Resposta rápida
Em regra, não. Pelo Tema 1012 do STJ, o que define é a ordem cronológica: se o parcelamento foi concedido depois do bloqueio pelo BacenJud, a constrição é mantida; se foi concedido antes, o bloqueio deve ser levantado. Na primeira hipótese, admite-se apenas a substituição excepcional da penhora por fiança bancária ou seguro garantia.
O critério cronológico fixado pelo STJ
O parcelamento suspende a exigibilidade do crédito tributário, mas não extingue a obrigação. Por isso, o bloqueio realizado antes da adesão ao parcelamento funciona como garantia da execução fiscal e permanece, podendo a cobrança ser retomada com a execução dessa garantia se o contribuinte for excluído do programa.

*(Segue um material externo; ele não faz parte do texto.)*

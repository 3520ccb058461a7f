use std::io::Read;

use flate2::bufread::ZlibDecoder;

use crate::error::{Result, SavError};
use crate::io_utils::ByteSource;

/// ZSAV sub-header: offsets bracketing the compressed data region.
#[derive(Debug, Clone)]
pub struct ZHeader {
    pub zheader_offset: i64,
    pub ztrailer_offset: i64,
    pub ztrailer_length: i64,
}

/// First entry of the ZSAV trailer's block index.
#[derive(Debug, Clone)]
pub struct ZBlockEntry {
    pub uncompressed_offset: i64,
    pub compressed_offset: i64,
    pub uncompressed_size: i32,
    pub compressed_size: i32,
}

/// ZSAV trailer. Only the first block-index entry is decoded; the rest of
/// the table is left unread.
#[derive(Debug, Clone)]
pub struct ZTrailer {
    pub bias: i64,
    pub zero: i64,
    pub block_size: i32,
    pub n_blocks: i32,
    pub first_block: ZBlockEntry,
}

/// Read the 24-byte ZSAV sub-header, positioned immediately after the
/// dictionary termination record.
pub fn read_zheader<R: Read>(source: &mut ByteSource<R>) -> Result<ZHeader> {
    Ok(ZHeader {
        zheader_offset: source.read_i64()?,
        ztrailer_offset: source.read_i64()?,
        ztrailer_length: source.read_i64()?,
    })
}

/// Read the first 48 bytes of the ZSAV trailer, positioned immediately
/// after the compressed region.
pub fn read_ztrailer<R: Read>(source: &mut ByteSource<R>) -> Result<ZTrailer> {
    Ok(ZTrailer {
        bias: source.read_i64()?,
        zero: source.read_i64()?,
        block_size: source.read_i32()?,
        n_blocks: source.read_i32()?,
        first_block: ZBlockEntry {
            uncompressed_offset: source.read_i64()?,
            compressed_offset: source.read_i64()?,
            uncompressed_size: source.read_i32()?,
            compressed_size: source.read_i32()?,
        },
    })
}

/// Materialize the DEFLATE-compressed data region.
///
/// Reads the sub-header, inflates the region between it and the trailer
/// into memory, reads the trailer, and rebinds the source so that all
/// subsequent case reads draw from the inflated buffer.
pub fn materialize<R: Read>(source: &mut ByteSource<R>) -> Result<(ZHeader, ZTrailer)> {
    let metadata_end = source.position() as i64;
    let zheader = read_zheader(source)?;

    if zheader.zheader_offset != metadata_end {
        return Err(SavError::Malformed(format!(
            "zlib header declares offset {} but metadata ended at {metadata_end}",
            zheader.zheader_offset
        )));
    }

    let region_len = zheader.ztrailer_offset - zheader.zheader_offset - 24;
    if region_len < 0 {
        return Err(SavError::Malformed(format!(
            "zlib trailer offset {} precedes the data region",
            zheader.ztrailer_offset
        )));
    }

    let compressed = source.read_bytes(region_len as usize)?;
    let inflated = inflate_region(&compressed)?;
    tracing::debug!(
        compressed = compressed.len(),
        inflated = inflated.len(),
        "materialized zlib data region"
    );

    let ztrailer = read_ztrailer(source)?;
    source.bind_block(inflated);

    Ok((zheader, ztrailer))
}

/// Inflate the data region, which holds one zlib stream per block,
/// concatenated.
fn inflate_region(compressed: &[u8]) -> Result<Vec<u8>> {
    let mut out = Vec::new();
    let mut pos = 0;

    while pos < compressed.len() {
        let mut decoder = ZlibDecoder::new(&compressed[pos..]);
        decoder
            .read_to_end(&mut out)
            .map_err(|e| SavError::Malformed(format!("zlib inflate: {e}")))?;
        let consumed = decoder.total_in() as usize;
        if consumed == 0 {
            return Err(SavError::Malformed(
                "zlib stream made no progress".to_string(),
            ));
        }
        pos += consumed;
    }

    Ok(out)
}

#[cfg(test)]
mod tests {
    use super::*;
    use crate::io_utils::Endian;
    use flate2::Compression as ZCompression;
    use flate2::write::ZlibEncoder;
    use std::io::Write;

    fn deflate(data: &[u8]) -> Vec<u8> {
        let mut encoder = ZlibEncoder::new(Vec::new(), ZCompression::default());
        encoder.write_all(data).unwrap();
        encoder.finish().unwrap()
    }

    #[test]
    fn test_inflate_single_stream() {
        let payload = b"eight by".repeat(4);
        let compressed = deflate(&payload);
        assert_eq!(inflate_region(&compressed).unwrap(), payload);
    }

    #[test]
    fn test_inflate_concatenated_streams() {
        let mut compressed = deflate(b"first block ");
        compressed.extend_from_slice(&deflate(b"second block"));
        assert_eq!(
            inflate_region(&compressed).unwrap(),
            b"first block second block"
        );
    }

    #[test]
    fn test_materialize_rebinds_source() {
        let payload = vec![7u8; 16];
        let compressed = deflate(&payload);

        let mut buf = Vec::new();
        let zheader_offset = 0_i64;
        let ztrailer_offset = 24 + compressed.len() as i64;
        buf.extend_from_slice(&zheader_offset.to_le_bytes());
        buf.extend_from_slice(&ztrailer_offset.to_le_bytes());
        buf.extend_from_slice(&48_i64.to_le_bytes());
        buf.extend_from_slice(&compressed);
        // Trailer: bias, zero, block size, block count, one index entry.
        buf.extend_from_slice(&(-100_i64).to_le_bytes());
        buf.extend_from_slice(&0_i64.to_le_bytes());
        buf.extend_from_slice(&0x3FF000_i32.to_le_bytes());
        buf.extend_from_slice(&1_i32.to_le_bytes());
        buf.extend_from_slice(&0_i64.to_le_bytes());
        buf.extend_from_slice(&24_i64.to_le_bytes());
        buf.extend_from_slice(&(payload.len() as i32).to_le_bytes());
        buf.extend_from_slice(&(compressed.len() as i32).to_le_bytes());

        let mut source = ByteSource::with_endian(&buf[..], Endian::Little);
        let (zheader, ztrailer) = materialize(&mut source).unwrap();

        assert_eq!(zheader.ztrailer_offset, ztrailer_offset);
        assert_eq!(ztrailer.bias, -100);
        assert_eq!(ztrailer.n_blocks, 1);
        assert_eq!(ztrailer.first_block.compressed_offset, 24);
        // Case reads now come from the inflated buffer.
        assert_eq!(source.read_8_bytes().unwrap(), [7u8; 8]);
    }

    #[test]
    fn test_offset_mismatch_is_malformed() {
        let mut buf = Vec::new();
        buf.extend_from_slice(&176_i64.to_le_bytes());
        buf.extend_from_slice(&200_i64.to_le_bytes());
        buf.extend_from_slice(&48_i64.to_le_bytes());

        let mut source = ByteSource::with_endian(&buf[..], Endian::Little);
        let err = materialize(&mut source).unwrap_err();
        assert!(matches!(err, SavError::Malformed(_)));
    }
}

Já o bloqueio posterior à concessão do parcelamento não se sustenta: com a exigibilidade suspensa, não cabem novas medidas constritivas enquanto o benefício estiver vigente. Nesse caso, os valores devem ser liberados.
A substituição excepcional da penhora
Mesmo quando o bloqueio anterior é mantido, o STJ admitiu, em caráter excepcional, a troca da penhora em dinheiro por fiança bancária ou seguro garantia. Essa substituição depende das peculiaridades do caso concreto e de comprovação irrefutável, a cargo do executado, da necessidade de aplicar o princípio da menor onerosidade.
Na prática, o contribuinte que aderiu ao parcelamento após o bloqueio precisa demonstrar de forma robusta o impacto da constrição para obter a substituição, e os tribunais avaliam essa prova caso a caso.